The man clearly had little steam left in him. A policy maker of his rank could feed frenzy in a bubble or stem fears of crisis by simple public statements. Although it was Norman who openly criticised indebting the world in the aftermath of World War I and successfully predicted the stock market bubble brewing in the US, it was his policies that were placed under the gun for triggering that crises of monumental proportions. Britain during WWI was the leading credit provider of the world. The sum total of its foreign investments was $20 billion.
Crisis in Europe meant Britain would have serious problems in recovering its investments. The seeds of British decolonisation had been sown. Soon after WWI, governments decided to leave everything of significance under the mantle of central bankers; chiefly to the Bank of England and the Federal Reserve.
That is why Norman is so central in the mess that ensnared the world economy. This was a time when the foundations of the global financial system rested upon the gold standard. The bullion reserves determined the value of the currencies. Central banks around the globe were required to hold a certain quantity of bullion as backing for paper currency.
Basically interest rate manoeuvring depended on the amount of gold held. At a time of falling prices and low credit growth, restricted levels of gold reserves would obviously hurt both producers and consumers. Norman like many others during his age, thought of gold as a sacred commodity. He failed to factor in the changes British society had gone through during and after WWI. He wanted to return Britain to pre-war gold rates, which demanded sufficient strengthening of the pound.
With unemployment already verging on 10 percent in the mid to late 20s, the decision to strengthen the pound turned out to be disastrous. This moral commitment to keep the gold rate higher than what it should have been concurrently fuelled a low interest rate regime in the US, thereby triggering a stock market bubble, followed by a burst. Bank runs ensued everywhere. Deposits were frozen as the crisis gathered momentum.
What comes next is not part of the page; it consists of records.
//! Editor façade: the panorama, the image-resource registry, and the
//! interaction session, wired together the way a host drives them.
//!
//! The host layer feeds pointer events and catalog actions into
//! [`EditorCore`] and reads back the composite for painting. The engine
//! never decodes image bytes; the resource registry only records natural
//! pixel dimensions supplied by the host.

#[cfg(test)]
#[path = "engine_test.rs"]
mod engine_test;

use std::collections::HashMap;

use tracing::debug;

use crate::geom::{Point, Rect};
use crate::model::{FrameId, ImageId, Panorama, PlacedImage, PlacedImageId, TemplateGroupId};
use crate::ratio::AspectRatio;
use crate::session::InteractionSession;
use crate::template::{self, Template};

/// Natural pixel dimensions of a loaded image resource.
#[derive(Debug, Clone, Copy, PartialEq)]
pub struct NaturalSize {
    pub width: f64,
    pub height: f64,
}

/// The full editor state for one project.
pub struct EditorCore {
    pub panorama: Panorama,
    pub session: InteractionSession,
    resources: HashMap<ImageId, NaturalSize>,
}

impl EditorCore {
    /// Create an editor with a single default square frame, the state a
    /// fresh project starts from.
    #[must_use]
    pub fn new() -> Self {
        let mut panorama = Panorama::new();
        panorama.add_frame(AspectRatio::default());
        Self { panorama, session: InteractionSession::new(), resources: HashMap::new() }
    }

    // --- Image resources ---

    /// Record a loaded resource's natural dimensions.
    pub fn register_image(&mut self, id: ImageId, width: f64, height: f64) {
        self.resources.insert(id, NaturalSize { width, height });
    }

    /// Forget a resource and remove every placement that shows it.
    pub fn remove_image_resource(&mut self, id: &ImageId) -> bool {
        if self.resources.remove(id).is_none() {
            return false;
        }
        self.panorama.placed_images.retain(|img| img.image_id != *id);
        self.session.prune_selection(&self.panorama);
        true
    }

    /// Natural dimensions for a resource, if registered.
    #[must_use]
    pub fn natural_size(&self, id: &ImageId) -> Option<NaturalSize> {
        self.resources.get(id).copied()
    }

    // --- Frames ---

    /// Append a frame to the strip.
    pub fn add_frame(&mut self, ratio: AspectRatio) -> FrameId {
        self.panorama.add_frame(ratio)
    }

    /// Remove a frame; placements left outside the strip are dropped and
    /// a dangling selection is cleared.
    pub fn remove_frame(&mut self, id: &FrameId) -> bool {
        let removed = self.panorama.remove_frame(id);
        if removed {
            self.session.prune_selection(&self.panorama);
        }
        removed
    }

    /// Change a frame's aspect ratio by catalog name (e.g. `"portrait"`).
    pub fn set_frame_ratio(&mut self, id: &FrameId, ratio_name: &str) -> bool {
        let Some(ratio) = AspectRatio::by_name(ratio_name) else {
            return false;
        };
        self.panorama.set_frame_ratio(id, ratio)
    }

    // --- Placements ---

    /// Place a registered image onto the canvas, optionally centered on a
    /// drop position. Skipped (returns `None`) when the resource is
    /// unknown; no partial placement is created.
    pub fn add_image(&mut self, image_id: ImageId, position: Option<Point>) -> Option<PlacedImageId> {
        let size = self.natural_size(&image_id)?;
        self.panorama.add_image(image_id, (size.width, size.height), position)
    }

    /// Remove a placement by id. Idempotent.
    pub fn remove_placed_image(&mut self, id: &PlacedImageId) -> bool {
        let removed = self.panorama.remove_image(id);
        if removed {
            self.session.prune_selection(&self.panorama);
        }
        removed
    }

    // --- Templates ---

    /// Apply a template at `insert_index`, optionally replacing existing
    /// frames. Returns the new template group id.
    pub fn apply_template(
        &mut self,
        template: &Template,
        insert_index: usize,
        replace_frame_ids: &[FrameId],
    ) -> TemplateGroupId {
        let group_id = template::apply(&mut self.panorama, template, insert_index, replace_frame_ids);
        self.session.prune_selection(&self.panorama);
        group_id
    }

    /// Cover-fit a registered image into the template slot nearest the
    /// drop point and bind it there.
    pub fn place_image_in_slot(
        &mut self,
        image_id: ImageId,
        drop_point: Point,
        group_id: TemplateGroupId,
    ) -> Option<PlacedImageId> {
        let size = self.natural_size(&image_id)?;
        template::place_in_slot(
            &mut self.panorama,
            image_id,
            (size.width, size.height),
            drop_point,
            group_id,
        )
    }

    /// Exit template mode for a group, freezing bound images into crops.
    pub fn exit_template_mode(&mut self, group_id: TemplateGroupId) -> bool {
        template::exit(&mut self.panorama, group_id)
    }

    // --- Persistence entry points ---

    /// Replace the in-memory panorama wholesale with a restored snapshot.
    pub fn restore(&mut self, mut panorama: Panorama) {
        panorama.recalculate();
        debug!(panorama = %panorama.id, "restored snapshot");
        self.panorama = panorama;
        self.session = InteractionSession::new();
    }

    /// Reset to the fresh-project state. Registered resources are kept;
    /// the host clears them separately when the project's images go away.
    pub fn reset(&mut self) {
        debug!("reset to empty project");
        let mut panorama = Panorama::new();
        panorama.add_frame(AspectRatio::default());
        self.panorama = panorama;
        self.session = InteractionSession::new();
    }

    // --- Composite queries for the rendering collaborator ---

    /// Composite dimensions: `(total_width, max_height)`.
    #[must_use]
    pub fn composite_size(&self) -> (f64, f64) {
        (self.panorama.total_width, self.panorama.max_height)
    }

    /// Interior frame boundary x-positions (excludes the outer edges).
    #[must_use]
    pub fn frame_boundaries(&self) -> Vec<f64> {
        self.panorama.frames.iter().skip(1).map(|f| f.x_offset).collect()
    }

    /// Placed images in z-order (first element draws bottom-most).
    #[must_use]
    pub fn images_in_z_order(&self) -> &[PlacedImage] {
        &self.panorama.placed_images
    }

    /// The rectangle to crop out of the composite for a per-frame export.
    #[must_use]
    pub fn export_rect(&self, frame_index: usize) -> Option<Rect> {
        self.panorama.export_rect(frame_index)
    }
}

impl Default for EditorCore {
    fn default() -> Self {
        Self::new()
    }
}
Norman, failing to realise the gravity of his decision and the stubbornness of his mental constitution, shipped off to Canada for a vacation. Characters like Montague Norman are often not discussed in commentaries of the great depression. Perhaps he rekindles the excessive darkness and depths faced in that seminal event. Journalists and historians alike remember him as an enigmatic and arty Englishman, whose fickleness sacrificed the socioeconomic fabric of the western society. No wonder that Winston Churchill once said: “I hope we shall hang Montague Norman. If it does I will certainly turn the king’s evidence against him.”